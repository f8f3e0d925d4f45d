//! PRNG and seed derivation benchmarks
//!
//! Small fixed workloads so the whole group finishes within a minute.

use std::time::Duration;

use criterion::{Criterion, black_box, criterion_group, criterion_main};
use seedfinder_core::domain::frame::{FrameGenerator, Gen5IvGenerator, Gen5IvKind};
use seedfinder_core::domain::rng::{Gen5Rng, LazyMt, Mt, PokeRng};
use seedfinder_core::domain::seed::{GameDate, GameTime, HashedSeed, HashedSeedParameters};
use seedfinder_core::domain::types::{ButtonMask, ConsoleType, GameVersion};

fn ci_criterion() -> Criterion {
    Criterion::default()
        .sample_size(15)
        .measurement_time(Duration::from_secs(8))
}

fn bench_lcg(c: &mut Criterion) {
    let mut group = c.benchmark_group("lcg");

    group.bench_function("poke_rng_1000", |b| {
        b.iter(|| {
            let mut rng = PokeRng::new(black_box(0x1234_5678));
            for _ in 0..1000 {
                black_box(rng.next_u16());
            }
        })
    });

    group.bench_function("gen5_rng_jump_1m", |b| {
        b.iter(|| {
            let mut rng = Gen5Rng::new(black_box(0x9B3E_7C4B_C185_AE31));
            rng.jump(1_000_000);
            rng.state()
        })
    });

    group.finish();
}

fn bench_mt(c: &mut Criterion) {
    let mut group = c.benchmark_group("mt");

    group.bench_function("full_init_first_8", |b| {
        b.iter(|| {
            let mut mt = Mt::new(black_box(0xDEAD_BEEF));
            for _ in 0..8 {
                black_box(mt.next_u32());
            }
        })
    });

    group.bench_function("lazy_init_first_8", |b| {
        b.iter(|| {
            let mut mt = LazyMt::new(black_box(0xDEAD_BEEF));
            for _ in 0..8 {
                black_box(mt.next_u32());
            }
        })
    });

    group.bench_function("iv_frames_1_to_8", |b| {
        b.iter(|| {
            let mut generator = Gen5IvGenerator::new(black_box(0xDEAD_BEEF), Gen5IvKind::Normal);
            for _ in 0..8 {
                generator.advance();
                black_box(generator.current());
            }
        })
    });

    group.finish();
}

fn bench_hashed_seed(c: &mut Criterion) {
    let mut group = c.benchmark_group("hashed_seed");
    let params = HashedSeedParameters {
        version: GameVersion::Black,
        console: ConsoleType::DsLite,
        mac_address: 0x0009_BF6D_93CE,
        timer0: 0x0C79,
        vcount: 0x60,
        vframe: 5,
        date: GameDate::new(2011, 3, 15).unwrap(),
        time: GameTime::new(13, 37, 0).unwrap(),
        buttons: ButtonMask::NONE,
    };

    group.bench_function("fresh", |b| {
        b.iter(|| HashedSeed::new(black_box(params)).raw_seed())
    });

    group.bench_function("incremental_second", |b| {
        let mut seed = HashedSeed::new(params);
        let mut second = 0u8;
        b.iter(|| {
            second = (second + 1) % 60;
            seed.set_second(second);
            seed.raw_seed()
        })
    });

    group.finish();
}

criterion_group! {
    name = benches;
    config = ci_criterion();
    targets =
        bench_lcg,
        bench_mt,
        bench_hashed_seed,
}

criterion_main!(benches);
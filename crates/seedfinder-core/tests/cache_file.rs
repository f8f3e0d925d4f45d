use seedfinder_core::app::cache_builder::CacheBuilder;
use seedfinder_core::app::cache_manager::{CacheKey, CacheManager};
use seedfinder_core::domain::cache_format::{CacheFormatError, CacheKind, IvPattern};
use seedfinder_core::infra::cache_io::{CacheError, cache_path, load_cache_file, read_cache};
use std::fs::OpenOptions;
use tempfile::TempDir;

const SPECIAL: CacheKind = CacheKind::new(IvPattern::SpecialFlawless, false);

/// Special-flawless seeds between 1_536_000 and 1_762_000 (frames 1..=8)
const KNOWN_SEEDS: [u32; 2] = [1_536_853, 1_761_952];

fn write_known_cache(dir: &TempDir) -> std::path::PathBuf {
    let builder = CacheBuilder::new(SPECIAL, 8).unwrap();
    let seeds = builder.scan_range(1_536_000, 1_762_000);
    assert_eq!(seeds, KNOWN_SEEDS);
    let path = cache_path(dir.path(), SPECIAL, 8);
    builder.write(&path, &seeds).unwrap();
    path
}

#[test]
fn test_built_cache_loads_through_manager() {
    let dir = TempDir::new().unwrap();
    write_known_cache(&dir);

    let manager = CacheManager::new(dir.path());
    let handle = manager.acquire(CacheKey::new(SPECIAL, 8)).unwrap();
    let frames: Vec<u32> = handle.lookup(1_536_853).iter().map(|e| e.frame).collect();
    assert_eq!(frames, vec![7]);
    let frames: Vec<u32> = handle.lookup(1_761_952).iter().map(|e| e.frame).collect();
    assert_eq!(frames, vec![5]);
    assert!(handle.lookup(1_536_854).is_empty());
}

#[test]
fn test_buffered_and_mapped_reads_agree() {
    let dir = TempDir::new().unwrap();
    let path = write_known_cache(&dir);

    let (header, seeds) = load_cache_file(&path).unwrap();
    assert_eq!(header.kind, SPECIAL);
    assert_eq!(header.max_frame, 8);
    assert_eq!(seeds, KNOWN_SEEDS);
    assert_eq!(read_cache(&path).unwrap(), (header, seeds));
}

#[test]
fn test_truncated_cache_is_rejected() {
    let dir = TempDir::new().unwrap();
    let path = write_known_cache(&dir);
    let len = std::fs::metadata(&path).unwrap().len();

    for cut in [1, 4, len - 10] {
        let file = OpenOptions::new().write(true).open(&path).unwrap();
        file.set_len(len - cut).unwrap();
        drop(file);

        let err = read_cache(&path).unwrap_err();
        assert!(matches!(err, CacheError::BadCacheFile(_)), "cut {cut}: {err:?}");
        assert!(err.is_fallback());
        write_known_cache(&dir);
    }
}

#[test]
fn test_foreign_file_is_rejected() {
    let dir = TempDir::new().unwrap();
    let path = cache_path(dir.path(), SPECIAL, 8);
    std::fs::write(&path, b"this is not a seed cache, just some text").unwrap();

    let err = read_cache(&path).unwrap_err();
    assert_eq!(err, CacheError::BadCacheFile(CacheFormatError::InvalidMagic));

    let manager = CacheManager::new(dir.path());
    assert!(manager.acquire(CacheKey::new(SPECIAL, 8)).is_err());
    assert_eq!(manager.loaded_count(), 0);
}
//! Per-mechanic searches
//!
//! Each search pairs a criteria value with the seed generator and frame
//! generator its mechanic needs. Criteria are validated when the search is
//! built; [`Search::seeds`](crate::app::search::Search::seeds) and the
//! per-seed checks never fail afterwards.

pub mod cgear;
pub mod dream_radar;
pub mod gen34;
pub mod gen4_time;
pub mod gen5_egg;
pub mod gen5_iv;
pub mod gen5_pid;
pub mod hidden_hollow;
pub mod spinner;
pub mod trainer_id;

pub use cgear::{CGearCriteria, CGearResult, CGearSearch};
pub use dream_radar::{DreamRadarCriteria, DreamRadarSearch};
pub use gen34::{Gen34SeedCriteria, Gen34SeedResult, Gen34SeedSearch};
pub use gen4_time::{Gen4FrameKind, Gen4TimeCriteria, Gen4TimeResult, Gen4TimeSeedSearch};
pub use gen5_egg::{Gen5EggCriteria, Gen5EggHit, Gen5EggSearch};
pub use gen5_iv::{Gen5IvCriteria, Gen5IvSearch};
pub use gen5_pid::{Gen5PidCriteria, Gen5PidSearch};
pub use hidden_hollow::{HiddenHollowCriteria, HiddenHollowHit, HiddenHollowSearch};
pub use spinner::{SpinnerCriteria, SpinnerResult, SpinnerSearch};
pub use trainer_id::{TrainerIdCriteria, TrainerIdSearch};

use crate::domain::criteria::CriteriaError;
use crate::domain::seed::{HashedSeed, HashedSeedParameters};
use crate::domain::seed_gen::{HashedSeedGenerator, HashedSeedRanges, SeedGenerator};
use serde::{Deserialize, Serialize};

/// A Gen 5 match: the startup parameters, their raw seed, and the frame
#[derive(Clone, Copy, Debug, PartialEq, Eq, Hash, Serialize, Deserialize)]
pub struct Gen5Result<F> {
    pub params: HashedSeedParameters,
    pub raw_seed: u64,
    pub frame: F,
}

impl<F> Gen5Result<F> {
    pub(crate) fn new(seed: &HashedSeed, frame: F) -> Self {
        Self {
            params: *seed.parameters(),
            raw_seed: seed.raw_seed(),
            frame,
        }
    }
}

/// Validate `ranges` and count the hashed seeds they cover
pub(crate) fn hashed_seed_count(ranges: &HashedSeedRanges) -> Result<u64, CriteriaError> {
    Ok(HashedSeedGenerator::new(ranges.clone())?.num_seeds())
}

#[cfg(test)]
pub(crate) mod test_support {
    use crate::domain::seed::{GameDate, TimeFilter};
    use crate::domain::seed_gen::{ButtonComboSet, ClockRange, HashedSeedRanges};
    use crate::domain::types::{ConsoleType, GameVersion};

    /// A few hundred hashed seeds around one minute of 2011-01-01
    pub fn small_ranges(version: GameVersion) -> HashedSeedRanges {
        let date = GameDate::new(2011, 1, 1).unwrap();
        let filter = TimeFilter::all().hours(10..=10).minutes(0..=0).seconds(0..=9);
        HashedSeedRanges {
            version,
            console: ConsoleType::Ds,
            mac_address: 0x0009_BF12_3456,
            timer0: 0x0C79..=0x0C7A,
            vcount: 0x60..=0x60,
            vframe: 5..=5,
            clock: ClockRange::new(date, date, filter).unwrap(),
            buttons: ButtonComboSet::up_to(1),
            nazo: None,
        }
    }
}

-*-*-

- [Instructions to follow] Work through the records above. Copy every line with the string "cgear".

- [Solved problem]
pub mod cgear;
pub use cgear::{CGearCriteria, CGearResult, CGearSearch};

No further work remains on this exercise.